Vuelta a España. David Gaudu aprovecha las prisas de Marc Soler

El ciclista de Movistar se precipitó y el francés fue más rápido que el español. Roglic entra con Carapaz y mantiene el maillot rojo

David Gaudu. vencedor en La FarraponaPhotoGomezSport

David Gaudu dibujó un corazón con las manos y lanzó un grito de liberación después de su primera victoria en una grande. Superó a Marc Soler en la llegada. El español se precipitó en el ataque final y al francés le sobró tiempo para festejarlo. A Soler le queda el consuelo de que él miraba un poco más allá de la etapa, llegó a ser líder virtual de la carrera durante algunos kilómetros. Impulsado por la fuerza de ser el único ciclista que ha dado victorias a Movistar esta temporada, se animó a atacar cuando quedaban cinco kilómetros. Sólo le respondió Gaudu. Guillaume Martin, el líder de la montaña, fue el primero en ceder. Storer y Donovan, los dos corredores del Sunweb, se resistieron, pero no les dieron las piernas.

La etapa se convertía en un duelo entre el ganador del Tour del Porvenir de 2015 –Soler– y el de 2016 –Gaudu–. Dos proyectos de ciclistas grandes que se han visto arrollados por el impulso de la nueva generación, que no respeta nada.

Soler atacó el primero, con prisas, y Gaudu remató. «Me da un poco de rabia porque quizás me he precipitado. Desde el coche me habían advertido de que en la parte final soplaría mucho aire de cara y yo pensaba que el esprint no se me haría tan largo, pero al final sí que me ha costado mucho en esos metros finales frente a Gaudu y no he podido disputarle la victoria», reconocía el cicista de Movistar después de la etapa.

Gaudu y Soler llegaron hasta allí con el permiso de los líderes, que se miraban de reojo pensando que el domingo todavía les queda el Angliru, un puerto en el que de poco sirve ponerse a rueda a esperar el trabajo de los demás.
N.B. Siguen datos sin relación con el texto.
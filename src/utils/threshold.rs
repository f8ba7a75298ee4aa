//! Luminance histograms and the thresholds derived from them.

use crate::models::{LUMINANCES, LumaGrid, MAX_LUMINANCE, Rect};

/// Default share of pixels treated as very very dark (0.5%)
pub const VERY_VERY_DARK_FRACTION: f64 = 0.005;

/// A zeroed histogram with one bucket per luminance value
pub fn new_histogram() -> Vec<u32> {
    vec![0; LUMINANCES]
}

/// Histogram of the pixels of `rect`, clipped to the grid
pub fn histogram(grid: &LumaGrid, rect: Rect) -> Vec<u32> {
    let mut out = new_histogram();
    histogram_cumulative(&mut out, grid, rect);
    out
}

/// Histogram of the whole grid
pub fn histogram_full(grid: &LumaGrid) -> Vec<u32> {
    histogram(grid, Rect::new(0, 0, grid.width(), grid.height()))
}

/// Add the pixels of `rect` (clipped to the grid) into `out`.
///
/// Existing counts are kept, so several rectangles can be composed into one
/// histogram. Samples written above [`MAX_LUMINANCE`] through
/// [`LumaGrid::as_mut_slice`] count as [`MAX_LUMINANCE`].
pub fn histogram_cumulative(out: &mut [u32], grid: &LumaGrid, rect: Rect) {
    let r = rect.clamp_to(grid.width(), grid.height());
    for y in r.y..r.y + r.h {
        for &p in &grid.row(y)[r.x..r.x + r.w] {
            out[p.min(MAX_LUMINANCE) as usize] += 1;
        }
    }
}

/// Threshold between dark and light pixels using Otsu's method.
///
/// Pixels strictly below the returned level form the dark class. The level
/// maximizing `below * above * (mean_below - mean_above)^2` wins; ties keep
/// the first level. Returns 0 when no level splits the pixels.
pub fn otsu_threshold(histogram: &[u32], pixels: usize) -> u16 {
    let total = pixels as f64;
    let mut sum_above: f64 = histogram
        .iter()
        .enumerate()
        .map(|(i, &c)| i as f64 * c as f64)
        .sum();
    let mut px_below = 0.0f64;
    let mut sum_below = 0.0f64;
    let mut max_var = 0.0f64;
    let mut max_lum = 0usize;

    for (i, &count) in histogram.iter().enumerate().take(LUMINANCES) {
        let md = if px_below == 0.0 || px_below >= total {
            0.0
        } else {
            sum_below / px_below - sum_above / (total - px_below)
        };
        let var = px_below * (total - px_below) * md * md;
        if var > max_var {
            max_var = var;
            max_lum = i;
        }
        let c = count as f64;
        px_below += c;
        sum_below += i as f64 * c;
        sum_above -= i as f64 * c;
    }

    max_lum as u16
}

/// Smallest level whose cumulative count reaches `fraction` of `pixels`.
///
/// Separates near-black pixels (likely code modules) from merely dark ones.
pub fn very_very_dark_threshold(histogram: &[u32], pixels: usize, fraction: f64) -> u16 {
    let breakpoint = (pixels as f64 * fraction) as u64;
    let mut count = 0u64;
    for (i, &c) in histogram.iter().enumerate().take(LUMINANCES) {
        count += c as u64;
        if count >= breakpoint {
            return i as u16;
        }
    }
    MAX_LUMINANCE
}

/// Mean luminance of `rect` (clipped), rounded half up. Zero-area rectangles give 0.
pub fn rect_mean(grid: &LumaGrid, rect: Rect) -> u16 {
    let r = rect.clamp_to(grid.width(), grid.height());
    let pixels = r.area() as u64;
    if pixels == 0 {
        return 0;
    }
    let total: u64 = (r.y..r.y + r.h)
        .map(|y| {
            grid.row(y)[r.x..r.x + r.w]
                .iter()
                .map(|&p| p as u64)
                .sum::<u64>()
        })
        .sum();
    ((total + pixels / 2) / pixels) as u16
}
Roglic y Carapaz no se movieron, esperando un ataque del otro. Sólo Dan Martin lo intentó, pero entraron todos juntos, casi de la mano.

Mucho más beligerantes se habían mostrado en el comienzo de la etapa, cuando algunos corredores, encabezados por Chris Froome, se rebelaron contra la organización con un amago de plante en la salida neutralizada. Querían mostrar su desacuerdo por la decisión de los jueces de dar tres segundos de ventaja al grupo encabezado por Roglic en la llegada del viernes a Suances. Esos tres segundos hicieron perder el maillot rojo a Carapaz, aunque igualado a tiempos con Primoz Roglic. Froome mantuvo una acalorada discusión con el director general de la Vuelta, Javier Guillén, que continuaron ya en carrera con Guillén desde el coche.
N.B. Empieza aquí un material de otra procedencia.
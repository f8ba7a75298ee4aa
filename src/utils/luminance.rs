/// Convert 4-byte color pixels to 16-bit luminance samples
///
/// The default (crude) model is Y = R + G + B, giving values in
/// `0..LUMINANCES`. The perceptual model uses Rec. 709 weights scaled by 3 so
/// both models share one range. Rows are converted in parallel with rayon.
use crate::config::{ChannelOrder, LuminanceModel};
use crate::error::{AnalysisError, Result};
use crate::models::{LumaGrid, MAX_LUMINANCE};
use rayon::prelude::*;

/// Bytes per pixel of the input buffers
pub const BYTES_PER_PIXEL: usize = 4;

/// Scaled Rec. 709 coefficients: Y = (653*R + 2197*G + 222*B) >> 10 ~= 3 * (0.2126R + 0.7152G + 0.0722B)
const COEF_R: u32 = 653;
const COEF_G: u32 = 2197;
const COEF_B: u32 = 222;

/// Crude luminance: the plain channel sum
#[inline]
pub fn lumi_crude(r: u8, g: u8, b: u8) -> u16 {
    r as u16 + g as u16 + b as u16
}

/// Perceptually weighted luminance in the same `0..=765` range
#[inline]
pub fn lumi_percept(r: u8, g: u8, b: u8) -> u16 {
    let lum = (COEF_R * r as u32 + COEF_G * g as u32 + COEF_B * b as u32) >> 10;
    (lum as u16).min(MAX_LUMINANCE)
}

impl LuminanceModel {
    /// Luminance of one pixel under this model
    #[inline]
    pub fn apply(self, r: u8, g: u8, b: u8) -> u16 {
        match self {
            LuminanceModel::Crude => lumi_crude(r, g, b),
            LuminanceModel::Perceptual => lumi_percept(r, g, b),
        }
    }
}

fn check_input(pixels: &[u8], width: usize, height: usize) -> Result<()> {
    if width == 0 || height == 0 {
        return Err(AnalysisError::EmptyFrame { width, height });
    }
    let expected = width * height * BYTES_PER_PIXEL;
    if pixels.len() < expected {
        return Err(AnalysisError::BufferTooSmall {
            expected,
            actual: pixels.len(),
        });
    }
    Ok(())
}

/// Convert a color frame to a new luminance grid
pub fn to_luminance(
    pixels: &[u8],
    width: usize,
    height: usize,
    order: ChannelOrder,
    model: LuminanceModel,
) -> Result<LumaGrid> {
    let mut out = LumaGrid::default();
    to_luminance_into(pixels, width, height, order, model, &mut out)?;
    Ok(out)
}

/// Convert a color frame into a reusable grid (no allocation once warmed up)
pub fn to_luminance_into(
    pixels: &[u8],
    width: usize,
    height: usize,
    order: ChannelOrder,
    model: LuminanceModel,
    out: &mut LumaGrid,
) -> Result<()> {
    to_luminance_with(pixels, width, height, order, |r, g, b| model.apply(r, g, b), out)
}

/// Convert a color frame with a caller-supplied luminance function.
///
/// `lumi` receives `(r, g, b)` already reordered per `order`; its result is
/// clamped to the luminance range.
pub fn to_luminance_with<F>(
    pixels: &[u8],
    width: usize,
    height: usize,
    order: ChannelOrder,
    lumi: F,
    out: &mut LumaGrid,
) -> Result<()>
where
    F: Fn(u8, u8, u8) -> u16 + Sync,
{
    check_input(pixels, width, height)?;
    out.reshape(width, height)?;
    let (ri, gi, bi) = order.offsets();
    let row_bytes = width * BYTES_PER_PIXEL;

    out.as_mut_slice()
        .par_chunks_mut(width)
        .enumerate()
        .for_each(|(y, row)| {
            let src = &pixels[y * row_bytes..(y + 1) * row_bytes];
            for (dst, px) in row.iter_mut().zip(src.chunks_exact(BYTES_PER_PIXEL)) {
                *dst = lumi(px[ri], px[gi], px[bi]).min(MAX_LUMINANCE);
            }
        });

    Ok(())
}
Al plante promovido por Ineos se opuso de manera manifiesta un grupo de corredores españoles. José Joaquín Rojas y Luis León Sánchez estaban en primera línea, pero el más beligerante fue Luis Ángel Maté, que hacía gestos evidentes con la mano para que abandonaran la reclamación y que llegó a adelantarse unos metros para forzar la salida. Después, la calma.

inalmente la carrera comenzó con algo de retraso, pero sin más incidentes.